Chapitre VI - Travail - Famille _ Vacances
Extrait - pages 83 - 84 / 90 -91 * 94 - 95
Ne désirant pas paraître comme une “femme entretenue” aux yeux de mes enfants, de ceux d’Édouard et de ma famille, maintenant que j'avais fini les travaux dans la maison, je décidai de reprendre mon métier non pratiqué depuis dix-huit ans et de le remettre au goût du jour pour aider Édouard dans son activité qui se développait et qui nécessitait la tenue d'une comptabilité sérieuse. Dès la rentrée scolaire effectuée, je travaillais l'après-midi à l'élevage. Dans un premier temps aménageant le bureau et habillant ses murs d'une toile de jute à impression vieil or et orange qui les réchauffèrent. Ensuite nous y plaçâmes un meuble bureau double qui nous permit une activité commune. A fin septembre 1971 je commençais mon activité proprement dite avec l'aide d'un expert comptable qui me conseilla pour la mise en place de la comptabilité en partie double et l'achat du matériel nécessaire et me procura le plan comptable qui avait bien évolué depuis 1953 !
Cependant je travaillais bénévolement pendant cinq ans, ne voulant pas grever l'exploitation par des charges supplémentaires.
Les premiers mois, je m'arrangeais avec Justine qui habitait au Mesnil-Saint-Denis, pour que Sylvie, au sortir de l'école proche de chez elle, vienne jouer avec ses cousins en attendant mon retour. Il m'arrivait de rentrer de plus en plus tard, car être de retour pour seize heures trente, ne me laissait pas assez de temps pour tout le travail auquel j’avais à faire face. J'eus droit à une réflexion désobligeante par l'intermédiaire de ma fille ! Je cherchai donc une solution de rechange. Ce fut la sœur d’Édouard, Myriam qui m'indiqua sa voisine qui gardait des fillettes après l'école, en ayant une, approximativement du même âge. J'acceptais, ainsi Sylvie pouvait goûter, jouer et faire une partie de ses devoirs et je la prenais au passage en rentrant pour dix huit heures trente.
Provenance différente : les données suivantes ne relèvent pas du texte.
//! zola-relay: Streaming relay endpoint
//!
//! Accepts `{ prompt, history }`, forwards the conversation to the upstream
//! model with streaming enabled, and pipes generated text back to the caller
//! as a plain-text body, chunk by chunk, in arrival order.

pub mod error;
pub mod handler;
pub mod state;

pub use error::RelayError;
pub use state::{RelayConfig, RelayState};

use axum::{
    Json, Router,
    http::{Method, header},
    routing::{get, post},
};
use std::path::Path;
use tower_http::{cors::CorsLayer, services::ServeDir};

/// Path of the relay endpoint
pub const RELAY_PATH: &str = "/api/gemini";

#[derive(serde::Serialize)]
struct Health {
    status: &'static str,
}

async fn health() -> Json<Health> {
    Json(Health { status: "ok" })
}

/// Build the relay router.
///
/// When `static_dir` is set, unmatched paths are served from it (the client's
/// background image lives there).
pub fn router(state: RelayState, static_dir: Option<&Path>) -> Router {
    let cors = CorsLayer::new()
        .allow_origin(tower_http::cors::Any)
        .allow_methods([Method::GET, Method::POST, Method::OPTIONS])
        .allow_headers([header::CONTENT_TYPE]);

    let mut app = Router::new()
        .route("/health", get(health))
        .route(RELAY_PATH, post(handler::relay));

    if let Some(dir) = static_dir {
        app = app.fallback_service(ServeDir::new(dir));
    }

    app.layer(cors).with_state(state)
}

/// Bind and serve the relay until Ctrl+C.
pub async fn serve(config: &RelayConfig, state: RelayState) -> std::io::Result<()> {
    let app = router(state, config.static_dir.as_deref());
    let listener = tokio::net::TcpListener::bind(config.addr()).await?;

    tracing::info!("zola relay listening on http://{}", listener.local_addr()?);

    axum::serve(listener, app)
        .with_graceful_shutdown(async {
            if tokio::signal::ctrl_c().await.is_ok() {
                tracing::info!("shutting down relay");
            }
        })
        .await
}
//! Chat session event types

use serde::{Deserialize, Serialize};

use crate::{
    message::{ChatMessage, MessageId},
    notification::NotificationKind,
};

/// Events emitted by the chat session and its handle
#[derive(Debug, Clone, Serialize, Deserialize)]
#[serde(tag = "type", rename_all = "snake_case")]
pub enum ChatEvent {
    /// A send cycle started; the typing indicator is on
    SendStart,

    /// A message bubble was added (user bubble or assistant placeholder)
    MessageStart { message: ChatMessage },

    /// Decoded text appended to a streaming bubble
    MessageDelta { id: MessageId, delta: String },

    /// A bubble changed status or content wholesale
    MessageUpdate { message: ChatMessage },

    /// A streaming bubble completed; the typing indicator is off
    MessageEnd { message: ChatMessage },

    /// A bubble was removed (a failed reply being retried)
    MessageRemoved { id: MessageId },

    /// The send cycle failed; the typing indicator is off
    SendFailed { error: String },

    /// The conversation was reset to the greeting
    Cleared { greeting: ChatMessage },

    /// An attachment finished extracting
    FileAdded { name: String },

    /// Attachments with this name were removed
    FileRemoved { name: String, removed: usize },

    /// A transient user-facing notice
    Notification {
        kind: NotificationKind,
        message: String,
    },
}

impl ChatEvent {
    /// Check if this event ends a send cycle
    pub fn is_terminal(&self) -> bool {
        matches!(self, ChatEvent::MessageEnd { .. } | ChatEvent::SendFailed { .. })
    }
}
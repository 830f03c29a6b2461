//! Input handling

use crossterm::event::{Event, KeyCode, KeyEvent, KeyEventKind, KeyModifiers};

/// Processed input action
#[derive(Debug, Clone, PartialEq, Eq)]
pub enum Action {
    /// Regular character input
    Char(char),
    /// Enter: send the typed message
    Submit,
    Backspace,
    Delete,
    Left,
    Right,
    /// Previous entry in input history
    Up,
    /// Next entry in input history
    Down,
    Home,
    End,
    /// Scroll the conversation up
    PageUp,
    /// Scroll the conversation down
    PageDown,
    Escape,
    /// Ctrl+C
    Interrupt,
    /// Ctrl+L (clear chat)
    Clear,
    /// Ctrl+R (retry failed reply)
    Retry,
    /// Ctrl+O (attach a PDF)
    Attach,
    /// Ctrl+U (clear line)
    ClearLine,
    /// Ctrl+W (delete word)
    DeleteWord,
    /// Bracketed paste
    Paste(String),
    Unknown,
}

/// Convert a crossterm key event to an action
pub fn key_to_action(event: KeyEvent) -> Action {
    let KeyEvent {
        code,
        modifiers,
        kind,
        ..
    } = event;

    // Windows reports releases too
    if kind == KeyEventKind::Release {
        return Action::Unknown;
    }

    if modifiers.contains(KeyModifiers::CONTROL) {
        return match code {
            KeyCode::Char('c') => Action::Interrupt,
            KeyCode::Char('l') => Action::Clear,
            KeyCode::Char('r') => Action::Retry,
            KeyCode::Char('o') => Action::Attach,
            KeyCode::Char('u') => Action::ClearLine,
            KeyCode::Char('w') => Action::DeleteWord,
            _ => Action::Unknown,
        };
    }

    if modifiers.contains(KeyModifiers::ALT) {
        return Action::Unknown;
    }

    match code {
        KeyCode::Char(c) => Action::Char(c),
        KeyCode::Enter => Action::Submit,
        KeyCode::Backspace => Action::Backspace,
        KeyCode::Delete => Action::Delete,
        KeyCode::Left => Action::Left,
        KeyCode::Right => Action::Right,
        KeyCode::Up => Action::Up,
        KeyCode::Down => Action::Down,
        KeyCode::Home => Action::Home,
        KeyCode::End => Action::End,
        KeyCode::PageUp => Action::PageUp,
        KeyCode::PageDown => Action::PageDown,
        KeyCode::Esc => Action::Escape,
        _ => Action::Unknown,
    }
}

/// Convert a crossterm event to an action
pub fn event_to_action(event: Event) -> Option<Action> {
    match event {
        Event::Key(key_event) => Some(key_to_action(key_event)),
        Event::Paste(text) => Some(Action::Paste(text)),
        _ => None,
    }
}

#[cfg(test)]
mod tests {
    use super::*;

    fn ctrl(c: char) -> KeyEvent {
        KeyEvent::new(KeyCode::Char(c), KeyModifiers::CONTROL)
    }

    #[test]
    fn test_chat_shortcuts() {
        assert_eq!(key_to_action(ctrl('l')), Action::Clear);
        assert_eq!(key_to_action(ctrl('r')), Action::Retry);
        assert_eq!(key_to_action(ctrl('o')), Action::Attach);
        assert_eq!(key_to_action(ctrl('c')), Action::Interrupt);
    }

    #[test]
    fn test_plain_keys() {
        assert_eq!(
            key_to_action(KeyEvent::new(KeyCode::Enter, KeyModifiers::NONE)),
            Action::Submit
        );
        assert_eq!(
            key_to_action(KeyEvent::new(KeyCode::Char('Z'), KeyModifiers::SHIFT)),
            Action::Char('Z')
        );
    }

    #[test]
    fn test_paste_event() {
        assert_eq!(
            event_to_action(Event::Paste("a b".into())),
            Some(Action::Paste("a b".into()))
        );
        assert_eq!(event_to_action(Event::FocusGained), None);
    }
}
La maison était vaste et sa construction de base en poutre de chêne représentait beaucoup de bois à entretenir, en plus du reste du ménage. Je ne pouvais m'en occuper, faire les courses et être de plus en plus prise par mon activité, aussi engageâmes-nous une femme de ménage quelques matins. Maria était une jeune femme Portugaise, mariée et qui avait deux petites filles. Très brave et douce, je n'eus qu'à me louer de ses services. Heureusement car mes semaines étaient bien employées, devant également mener Sylvie chez le dentiste tous les jeudis matin à Trappes pour faire régler son appareil destiné à redresser les dents. Après quelques séances chez le psychologue, ce dernier constatait que les difficultés scolaires de Philippe venaient de la dyslexie et nous conseillait, un certain nombre de séances chez une spécialiste qui par chance habitait au Mesnil. Je l'y conduisais et l'allais rechercher au début, ensuite, il s'y rendit en vélo, allégeant ainsi mes horaires. Tous les trimestres, nous allions pour tous les deux, contrôler la progression de la correction de leurs semelles orthopédiques et ceci dès l'âge de quatre ans jusqu'à quatorze ans pour Sylvie et seize ans pour Philippe.
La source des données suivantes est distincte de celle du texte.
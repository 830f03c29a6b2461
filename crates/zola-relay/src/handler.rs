//! The relay handler

use async_stream::stream;
use axum::{
    Json,
    body::{Body, Bytes},
    extract::State,
    http::header,
    response::{IntoResponse, Response},
};
use futures::{Stream, StreamExt};
use tracing::{Instrument, Span};
use zola_ai::{RelayRequest, TextEvent, TextEventStream};

use crate::{error::RelayError, state::RelayState};

/// `POST /api/gemini`
///
/// The first upstream event is awaited before headers go out, so a request
/// that upstream rejects outright gets an error status instead of an empty
/// `200`. Everything after that is forwarded as it arrives.
pub async fn relay(
    State(state): State<RelayState>,
    Json(request): Json<RelayRequest>,
) -> Result<Response, RelayError> {
    let span = tracing::info_span!(
        "relay",
        model = %state.model.id,
        history = request.history.len(),
        prompt_chars = request.prompt.chars().count()
    );
    open_relay(state, request, span.clone()).instrument(span).await
}

async fn open_relay(
    state: RelayState,
    request: RelayRequest,
    span: Span,
) -> Result<Response, RelayError> {
    let contents = request.contents();
    tracing::debug!(turns = contents.len(), "relaying prompt");

    let mut upstream = match state.provider.stream(&state.model, &contents).await {
        Ok(s) => s,
        Err(e) => {
            tracing::warn!(retryable = e.is_retryable(), "failed to open upstream stream: {}", e);
            return Err(e.into());
        }
    };

    let mut head = None;
    while let Some(event) = upstream.next().await {
        match event {
            TextEvent::Start { .. } => continue,
            TextEvent::TextDelta { delta } => {
                head = Some(delta);
                break;
            }
            TextEvent::Done { .. } => break,
            TextEvent::Error { message } => {
                tracing::warn!("upstream failed before first chunk: {}", message);
                return Err(RelayError::UpstreamStream(message));
            }
        }
    }

    Ok((
        [(header::CONTENT_TYPE, "text/plain; charset=utf-8")],
        Body::from_stream(relay_body(head, upstream, span)),
    )
        .into_response())
}

/// Forward upstream text as raw bytes. An upstream error after the first
/// chunk aborts the body so the client sees a broken stream, not a silent end.
fn relay_body(
    head: Option<String>,
    mut upstream: TextEventStream,
    span: Span,
) -> impl Stream<Item = Result<Bytes, std::io::Error>> + Send + 'static {
    stream! {
        let mut chunks = 0usize;
        let mut bytes = 0usize;

        if let Some(text) = head {
            chunks += 1;
            bytes += text.len();
            yield Ok(Bytes::from(text));
        }

        while let Some(event) = upstream.next().await {
            match event {
                TextEvent::TextDelta { delta } => {
                    chunks += 1;
                    bytes += delta.len();
                    yield Ok(Bytes::from(delta));
                }
                TextEvent::Done { finish_reason, usage } => {
                    tracing::debug!(
                        parent: &span,
                        chunks,
                        bytes,
                        finish_reason = finish_reason.as_deref().unwrap_or("none"),
                        input_tokens = usage.input,
                        output_tokens = usage.output,
                        "relay stream complete"
                    );
                    return;
                }
                TextEvent::Error { message } => {
                    tracing::warn!(parent: &span, chunks, "upstream failed mid-stream: {}", message);
                    yield Err(std::io::Error::other(message));
                    return;
                }
                TextEvent::Start { .. } => {}
            }
        }

        tracing::debug!(parent: &span, chunks, bytes, "relay stream ended");
    }
}
//! Error types for zola-client

use thiserror::Error;

/// Result type alias using zola-client Error
pub type Result<T> = std::result::Result<T, Error>;

/// Errors that can occur in the chat client
#[derive(Error, Debug)]
pub enum Error {
    /// An error from the shared wire layer
    #[error(transparent)]
    Ai(#[from] zola_ai::Error),

    /// The relay answered with a non-success status
    #[error("Relay returned {status}: {message}")]
    Relay { status: u16, message: String },

    /// Connecting to or reading from the relay failed
    #[error("Transport error: {0}")]
    Transport(#[from] reqwest::Error),

    #[error("IO error: {0}")]
    Io(#[from] std::io::Error),

    /// Only PDF attachments are accepted
    #[error("Unsupported file: {0}")]
    UnsupportedFile(String),

    /// Reading or extracting text from an attachment failed
    #[error("Failed to parse {name}: {message}")]
    Extraction { name: String, message: String },

    /// A send was requested while another one is still in flight
    #[error("A message is already being sent")]
    Busy,
}

impl Error {
    /// Whether re-sending the same request might succeed
    pub fn is_retryable(&self) -> bool {
        match self {
            Error::Relay { status, .. } => *status >= 500 || *status == 429,
            Error::Transport(_) | Error::Io(_) => true,
            Error::Ai(e) => e.is_retryable(),
            _ => false,
        }
    }
}

#[cfg(test)]
mod tests {
    use super::*;

    #[test]
    fn test_relay_error_display() {
        let err = Error::Relay {
            status: 502,
            message: "Upstream error: UNAVAILABLE".into(),
        };
        assert_eq!(err.to_string(), "Relay returned 502: Upstream error: UNAVAILABLE");
        assert!(err.is_retryable());
    }

    #[test]
    fn test_client_errors_not_retryable() {
        assert!(!Error::Busy.is_retryable());
        assert!(
            !Error::Relay {
                status: 400,
                message: "bad".into()
            }
            .is_retryable()
        );
        assert!(!Error::UnsupportedFile("notes.txt".into()).is_retryable());
    }
}
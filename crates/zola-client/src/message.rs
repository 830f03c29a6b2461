//! Chat messages and attached files

use serde::{Deserialize, Serialize};
use std::fmt;
use zola_ai::Role;

/// The assistant's opening line in every fresh or cleared conversation
pub const GREETING: &str =
    "Hi, I am your friendly neighborhood Arnim-ZOLA. How can I assist you today?";

/// Who authored a message
#[derive(Debug, Clone, Copy, PartialEq, Eq, Serialize, Deserialize)]
#[serde(rename_all = "lowercase")]
pub enum Sender {
    User,
    Assistant,
}

impl Sender {
    /// Upstream role for this sender
    pub fn role(&self) -> Role {
        match self {
            Sender::User => Role::User,
            Sender::Assistant => Role::Model,
        }
    }
}

/// Opaque message identifier, unique within a session
#[derive(Debug, Clone, Copy, PartialEq, Eq, Hash, Default, PartialOrd, Ord, Serialize, Deserialize)]
pub struct MessageId(pub(crate) u64);

impl fmt::Display for MessageId {
    fn fmt(&self, f: &mut fmt::Formatter<'_>) -> fmt::Result {
        write!(f, "#{}", self.0)
    }
}

/// Lifecycle of a message bubble
#[derive(Debug, Clone, Copy, PartialEq, Eq, Serialize, Deserialize)]
#[serde(rename_all = "snake_case")]
pub enum MessageStatus {
    Complete,
    /// Text is still arriving
    Streaming,
    /// The send cycle that produced this bubble failed
    Failed,
}

/// One message bubble in the conversation
#[derive(Debug, Clone, PartialEq, Eq, Serialize, Deserialize)]
pub struct ChatMessage {
    pub id: MessageId,
    pub sender: Sender,
    pub content: String,
    pub status: MessageStatus,
}

impl ChatMessage {
    pub fn user(id: MessageId, content: impl Into<String>) -> Self {
        Self {
            id,
            sender: Sender::User,
            content: content.into(),
            status: MessageStatus::Complete,
        }
    }

    pub fn assistant(id: MessageId, content: impl Into<String>) -> Self {
        Self {
            id,
            sender: Sender::Assistant,
            content: content.into(),
            status: MessageStatus::Complete,
        }
    }

    /// Empty assistant bubble that fills in as the reply streams
    pub fn placeholder(id: MessageId) -> Self {
        Self {
            id,
            sender: Sender::Assistant,
            content: String::new(),
            status: MessageStatus::Streaming,
        }
    }

    pub fn is_streaming(&self) -> bool {
        self.status == MessageStatus::Streaming
    }

    pub fn is_failed(&self) -> bool {
        self.status == MessageStatus::Failed
    }
}

/// Text extracted from an attached document
#[derive(Debug, Clone, PartialEq, Eq, Serialize, Deserialize)]
pub struct UploadedFile {
    /// File name as shown in the attachment list (not unique)
    pub name: String,
    pub content: String,
}

impl UploadedFile {
    pub fn new(name: impl Into<String>, content: impl Into<String>) -> Self {
        Self {
            name: name.into(),
            content: content.into(),
        }
    }
}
Édouard se donnait beaucoup de mal pour faire prospérer son élevage et la commercialisation du produit, et cela se concrétisait par des résultats. Le nombre des clients augmentait et je devais emporter le soir, ma boîte de comptes, pour mettre à jour les fiches individuelles des clients, de ce fait il m'arrivait fréquemment de finir mon travail vers minuit. Édouard, lui, regardait tranquillement la télévision dans son fauteuil, et était très frais à l'heure de se coucher et donc toujours aussi ardent. Mais moi-même qui avais peiné toute la soirée après avoir, dès mon retour de l'élevage et du bureau, supervisé les devoirs et les leçons des enfants, préparé le repas, dîner et ranger la cuisine, avant de me remettre au travail, je me sentais bien fatiguée. Je devenais nettement moins disponible tous les soirs, d'autant que pour notre plaisir commun, c'était à moi qu'incombait l’action ! ... Édouard s'insurgeait, se plaignant de mon indisponibilité, ayant aimé garder le même rythme que précédemment, ce qui l'amena à me dire un soir :
“Dire que j'ai tout quitté pour en arriver là !”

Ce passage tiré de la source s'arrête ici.